World Cup History & Records: From Uruguay 1930 to Qatar 2022

The FIFA World Cup is the most-watched sporting event on the planet. It began in 1930 in Uruguay as a 13-team invitational and has grown into a 32-team (soon 48-team) global spectacle watched by billions. Across 22 editions, the tournament has produced champions, heartbreaks, and moments that define football history.

The Beginning: 1930–1950

The first World Cup was held in Uruguay in 1930 at the invitation of FIFA president Jules Rimet. Thirteen nations made the journey — many by boat across the Atlantic — and Uruguay won on home soil, defeating Argentina 4-2 in the final. Italy won the next two editions (1934, 1938) under Benito Mussolini's government, before the tournament was suspended during World War II.

When the World Cup resumed in 1950 in Brazil, it produced one of the biggest upsets in football history: Uruguay defeated Brazil 2-1 in the deciding match at the Maracanã stadium in front of nearly 200,000 spectators. The defeat — known simply as the Maracanazo — is still mourned in Brazil to this day.

Pelé and Brazil's Golden Era: 1958–1970

A 17-year-old named Edson Arantes do Nascimento — better known as Pelé — announced himself to the world at the 1958 World Cup in Sweden, scoring six goals including a hat-trick in the semifinal. Brazil won 5-2 in the final against the host nation, beginning a dynasty.

Brazil won again in 1962 (Chile) and 1970 (Mexico), completing a hat-trick of titles. The 1970 side is often considered the greatest World Cup team in history, featuring Pelé, Jairzinho, Tostão, and Rivelino. Their style of football — jogo bonito — remains the benchmark for attacking play.

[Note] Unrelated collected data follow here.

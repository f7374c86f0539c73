use crate::constants::keys::{DATA_SOURCES, TABLES};
use crate::datasource::DatasourceToken;
use crate::error::{InputFormatError, Result};
use crate::rules::{TableSpec, parse_table_spec};
use serde_yaml::Value;
use tracing::info;

/// 解析后的用户输入
#[derive(Debug, Clone, PartialEq, Eq)]
pub struct UserInput {
    pub datasources: Vec<DatasourceToken>,
    pub tables: Vec<TableSpec>,
}

impl UserInput {
    pub fn from_yaml_str(content: &str) -> Result<Self> {
        let value: Value = serde_yaml::from_str(content)?;
        Ok(Self::from_value(&value)?)
    }

    /// 从 YAML 文档中提取数据源和表定义
    ///
    /// `dataSources` 的键本身就是数据源 token，值被忽略
    pub fn from_value(value: &Value) -> std::result::Result<Self, InputFormatError> {
        let raw_datasources = value
            .get(DATA_SOURCES)
            .filter(|v| !v.is_null())
            .ok_or_else(|| InputFormatError::MissingKey {
                key: DATA_SOURCES.to_string(),
            })?;

        let datasources = datasource_tokens(raw_datasources)?
            .into_iter()
            .map(DatasourceToken::parse)
            .collect::<std::result::Result<Vec<_>, _>>()?;

        let raw_tables = match value.get(TABLES) {
            Some(Value::Sequence(items)) if !items.is_empty() => items,
            Some(Value::Sequence(_)) | Some(Value::Null) | None => {
                return Err(InputFormatError::MissingTables);
            }
            Some(_) => {
                return Err(InputFormatError::NotASequence {
                    key: TABLES.to_string(),
                });
            }
        };

        let tables = raw_tables
            .iter()
            .map(|item| {
                item.as_str()
                    .ok_or(InputFormatError::NotAString { kind: "表定义" })
                    .and_then(parse_table_spec)
            })
            .collect::<std::result::Result<Vec<_>, _>>()?;

        info!(
            "解析用户输入: {} 个数据源, {} 张表",
            datasources.len(),
            tables.len()
        );
        Ok(Self {
            datasources,
            tables,
        })
    }
}

fn datasource_tokens(raw: &Value) -> std::result::Result<Vec<&str>, InputFormatError> {
    let not_a_string = InputFormatError::NotAString { kind: "数据源" };
    match raw {
        Value::Mapping(mapping) => mapping
            .keys()
            .map(|key| key.as_str().ok_or(not_a_string.clone()))
            .collect(),
        Value::Sequence(items) => items
            .iter()
            .map(|item| item.as_str().ok_or(not_a_string.clone()))
            .collect(),
        _ => Err(not_a_string),
    }
}
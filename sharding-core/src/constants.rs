/// 默认文件路径常量
pub mod paths {
    use std::path::PathBuf;

    /// 基础模板文件名
    pub const TEMPLATE_FILE_NAME: &str = "config-sharding_src.yaml";

    /// 用户输入文件名
    pub const USER_INPUT_FILE_NAME: &str = "user_input.yaml";

    /// 生成结果文件名
    pub const OUTPUT_FILE_NAME: &str = "config-sharding.yaml";

    /// 配置文件查找顺序
    pub const CONFIG_FILE_NAMES: &[&str] = &["sharding.toml", ".sharding.toml"];

    /// 默认配置文件名
    pub const DEFAULT_CONFIG_FILE: &str = "sharding.toml";

    pub fn get_template_path() -> PathBuf {
        PathBuf::from(TEMPLATE_FILE_NAME)
    }

    pub fn get_user_input_path() -> PathBuf {
        PathBuf::from(USER_INPUT_FILE_NAME)
    }

    pub fn get_output_path() -> PathBuf {
        PathBuf::from(OUTPUT_FILE_NAME)
    }
}

/// 文档中的键名
pub mod keys {
    pub const DATA_SOURCES: &str = "dataSources";
    pub const RULES: &str = "rules";
    pub const TABLES: &str = "tables";
    pub const SHARDING_ALGORITHMS: &str = "shardingAlgorithms";
}

/// 分片规则表达式常量
pub mod rules {
    /// 数据源层名称前缀，数据源依次命名为 ds_0, ds_1, ...
    pub const DATASOURCE_PREFIX: &str = "ds";

    /// 表层算法名前缀
    pub const TABLE_ALGORITHM_PREFIX: &str = "tb";

    /// 算法名后缀
    pub const ALGORITHM_SUFFIX: &str = "inline";

    /// 行表达式算法类型
    pub const INLINE_ALGORITHM_TYPE: &str = "INLINE";

    /// 表定义 token 的字段数
    pub const TABLE_TOKEN_FIELDS: usize = 5;
}

/// 数据源连接池常量
pub mod datasource {
    /// JDBC 协议前缀
    pub const URL_PREFIX: &str = "jdbc:opengauss";

    /// 连接串参数
    pub const URL_SUFFIX: &str = "?serverTimezone=UTC&useSSL=false";

    /// 数据源 token 的字段数
    pub const TOKEN_FIELDS: usize = 5;

    pub const CONNECTION_TIMEOUT_MS: u64 = 30_000;
    pub const IDLE_TIMEOUT_MS: u64 = 60_000;
    pub const MAINTENANCE_INTERVAL_MS: u64 = 30_000;
    pub const MAX_LIFETIME_MS: u64 = 1_800_000;
    pub const MAX_POOL_SIZE: u32 = 4096;
    pub const MIN_POOL_SIZE: u32 = 1;
}

/// 输出规整常量
pub mod output {
    /// 插入到 rules 键之后的类型标签行
    pub const SHARDING_DISCRIMINATOR: &str = "- !SHARDING";

    /// 基础模板中的示例表
    pub const PLACEHOLDER_TABLE: &str = "test_order";

    /// 示例表块的行数（键行 + 1 行值）
    pub const PLACEHOLDER_TABLE_SPAN: usize = 2;

    /// 基础模板中的示例算法
    pub const PLACEHOLDER_ALGORITHM: &str = "database_inline";

    /// 示例算法块的行数（键行 + 3 行值）
    pub const PLACEHOLDER_ALGORITHM_SPAN: usize = 4;
}

/// 内置模板，供 init 命令写出初始文件
pub mod templates {
    /// 基础模板，包含会被规整器移除的示例块
    pub const BASE_TEMPLATE: &str = include_str!("../templates/config-sharding_src.yaml");

    /// 用户输入示例
    pub const SAMPLE_USER_INPUT: &str = include_str!("../templates/user_input.yaml");
}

European Dominance and Maradona: 1974–1990

West Germany (1974), Argentina (1978), Italy (1982), Argentina (1986), and West Germany again (1990) shared the titles across this era. The standout moment belongs to Diego Maradona at Mexico 1986. In a single quarterfinal against England, he scored two goals that encapsulate the full spectrum of football: the Hand of God (scored with his fist, declared "the hand of God" in his post-match interview) and the Goal of the Century — a 66-metre solo run past five England players, named the greatest goal of all time by FIFA.

The Modern Era: 1994–2022

Brazil added a fourth title at USA 1994, beating Italy on penalties in the only goalless World Cup final in history. France hosted and won in 1998 with Zinedine Zidane, before Brazil's Ronaldo recovered from a pre-final convulsion to score twice in the 2002 final against Germany in Yokohama. Italy won a controversial 2006 tournament; Spain dominated 2010 with tiki-taka; Germany demolished host Brazil 7-1 in the 2014 semifinal before claiming their fourth title. France won again in 2018. And in 2022, Lionel Messi finally lifted the trophy in Qatar after a penalty shootout against France in what many consider the greatest final ever played.

All-Time Records

Most titles: Brazil (5). Top all-time scorer: Miroslav Klose, Germany — 16 goals across four tournaments. Most appearances: Lothar Matthäus — 25 matches. Youngest scorer: Pelé — 17 years, 239 days at Sweden 1958. Biggest win: Hungary 10-1 El Salvador (1982). Fastest goal: Hakan Şükür — 11 seconds for Turkey vs South Korea (2002). Most goals in a single tournament: Just Fontaine — 13 goals for France at Sweden 1958.